Elogio del conflitto. (Passi scelti)
Miguel Benasayag, Angélique Del Rey
Libro
editore: La Scuola di Pitagora
anno edizione: 2012
pagine: 16
Por donde saldrá el sol? Da dove sorgerà il sole? È la speranza che vive nel cuore della notte a parlare in questa domanda degli indiani d'America. Come sanno gli indiani, la notte può essere lunga. Molto lunga, talvolta. Una notte di cinque secoli, così essi definiscono la colonizzazione, il genocidio, la quasi scomparsa del loro popolo.

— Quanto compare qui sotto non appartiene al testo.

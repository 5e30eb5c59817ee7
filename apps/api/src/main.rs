use std::net::SocketAddr;
use std::sync::Arc;

use anyhow::Result;
use tower_http::{cors::CorsLayer, trace::TraceLayer};
use tracing::info;
use tracing_subscriber::{layer::SubscriberExt, util::SubscriberInitExt, EnvFilter};

use interview_api::config::{Config, StorageBackend};
use interview_api::db::create_pool;
use interview_api::questions::memory::InMemoryQuestionBank;
use interview_api::questions::postgres::PgQuestionBank;
use interview_api::questions::QuestionBank;
use interview_api::routes::build_router;
use interview_api::sessions::authority::SessionAuthority;
use interview_api::sessions::memory::InMemorySessionAuthority;
use interview_api::sessions::postgres::PgSessionAuthority;
use interview_api::state::AppState;

#[tokio::main]
async fn main() -> Result<()> {
    // Load configuration first (fails on missing required env vars)
    let config = Config::from_env()?;

    // Initialize structured logging
    tracing_subscriber::registry()
        .with(EnvFilter::try_from_default_env().unwrap_or_else(|_| {
            EnvFilter::new(format!(
                "{}={}",
                env!("CARGO_PKG_NAME").replace('-', "_"),
                &config.rust_log
            ))
        }))
        .with(tracing_subscriber::fmt::layer())
        .init();

    info!("Starting interview API v{}", env!("CARGO_PKG_VERSION"));

    let (authority, questions) = build_backend(&config.storage).await?;

    // Build app state
    let state = AppState {
        authority,
        questions,
        config: config.clone(),
    };

    // Build router
    let app = build_router(state)
        .layer(TraceLayer::new_for_http())
        .layer(CorsLayer::permissive()); // TODO: restrict origins once the practice web client has a fixed host

    let addr: SocketAddr = format!("0.0.0.0:{}", config.port).parse()?;
    info!("Listening on {addr}");

    let listener = tokio::net::TcpListener::bind(addr).await?;
    axum::serve(listener, app).await?;

    Ok(())
}

/// Wires the session authority and question bank for the configured backend.
async fn build_backend(
    storage: &StorageBackend,
) -> Result<(Arc<dyn SessionAuthority>, Arc<dyn QuestionBank>)> {
    match storage {
        StorageBackend::Postgres { database_url } => {
            let db = create_pool(database_url).await?;
            info!("PostgreSQL pool ready, migrations applied");

            let bank: Arc<dyn QuestionBank> = Arc::new(PgQuestionBank::new(db.clone()));
            let authority = Arc::new(PgSessionAuthority::new(db, bank.clone()));
            Ok((authority, bank))
        }
        StorageBackend::Memory { question_bank_path } => {
            let bank: Arc<dyn QuestionBank> =
                Arc::new(InMemoryQuestionBank::from_path(question_bank_path)?);
            info!(
                "In-memory backend seeded from {}",
                question_bank_path.display()
            );

            let authority = Arc::new(InMemorySessionAuthority::new(bank.clone()));
            Ok((authority, bank))
        }
    }
}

Noi, eredi di quell'Occidente che li ha sterminati, possiamo oggi fare nostro il loro interrogativo: Por donde saldrá el sol? [...] Eraclito ci dice che il giorno e la notte si susseguono in eterno. Dobbiamo aguzzare lo sguardo per indovinare da dove spunterà la luce, senza troppo spaventarci quando l'ombra tornerà a calare. [...] Ogni cosa è retta dal conflitto, e chi rimuove il conflitto non fa che precipitare il mondo degli uomini e delle donne nel gorgo dell'irreale. Un elogio del conflitto, lungi dal celebrare la necessità dello scontro, afferma il principio stesso della creazione e del nuovo.